> _Goal of the exercise_:
If a line of the records contains the word "target", list it.
═════ Data records ═════
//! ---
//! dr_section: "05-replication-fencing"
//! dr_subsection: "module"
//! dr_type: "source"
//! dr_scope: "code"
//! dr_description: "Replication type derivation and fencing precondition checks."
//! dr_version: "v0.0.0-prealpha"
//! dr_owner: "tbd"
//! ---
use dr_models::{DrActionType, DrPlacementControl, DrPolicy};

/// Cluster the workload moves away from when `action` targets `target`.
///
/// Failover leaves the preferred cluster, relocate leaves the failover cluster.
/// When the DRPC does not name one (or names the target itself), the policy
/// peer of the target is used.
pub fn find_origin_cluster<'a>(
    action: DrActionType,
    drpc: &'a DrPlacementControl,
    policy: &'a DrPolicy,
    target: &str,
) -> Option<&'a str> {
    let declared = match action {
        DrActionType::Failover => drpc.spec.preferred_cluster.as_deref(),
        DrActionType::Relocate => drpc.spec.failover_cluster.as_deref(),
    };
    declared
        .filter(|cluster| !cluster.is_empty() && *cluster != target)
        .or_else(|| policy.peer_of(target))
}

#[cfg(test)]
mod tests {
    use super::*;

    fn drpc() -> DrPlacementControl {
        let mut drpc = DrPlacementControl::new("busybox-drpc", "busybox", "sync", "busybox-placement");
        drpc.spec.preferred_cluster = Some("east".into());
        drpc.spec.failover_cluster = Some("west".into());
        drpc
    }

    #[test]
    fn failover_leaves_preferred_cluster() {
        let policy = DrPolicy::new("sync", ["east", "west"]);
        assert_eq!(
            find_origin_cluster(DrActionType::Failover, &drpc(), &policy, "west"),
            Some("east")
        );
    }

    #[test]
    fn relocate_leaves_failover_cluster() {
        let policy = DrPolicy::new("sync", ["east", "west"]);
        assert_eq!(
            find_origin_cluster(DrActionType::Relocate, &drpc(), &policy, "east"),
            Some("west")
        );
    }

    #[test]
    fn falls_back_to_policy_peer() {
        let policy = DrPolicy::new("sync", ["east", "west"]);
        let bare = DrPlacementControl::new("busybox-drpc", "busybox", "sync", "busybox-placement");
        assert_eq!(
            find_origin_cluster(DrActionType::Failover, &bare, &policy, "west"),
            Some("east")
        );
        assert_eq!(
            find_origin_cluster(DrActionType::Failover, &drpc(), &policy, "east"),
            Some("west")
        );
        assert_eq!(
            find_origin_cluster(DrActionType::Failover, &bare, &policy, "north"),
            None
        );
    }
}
═════
> _Answer section_:
/// Cluster the workload moves away from when `action` targets `target`.
/// When the DRPC does not name one (or names the target itself), the policy
/// peer of the target is used.
    target: &str,
        .filter(|cluster| !cluster.is_empty() && *cluster != target)
        .or_else(|| policy.peer_of(target))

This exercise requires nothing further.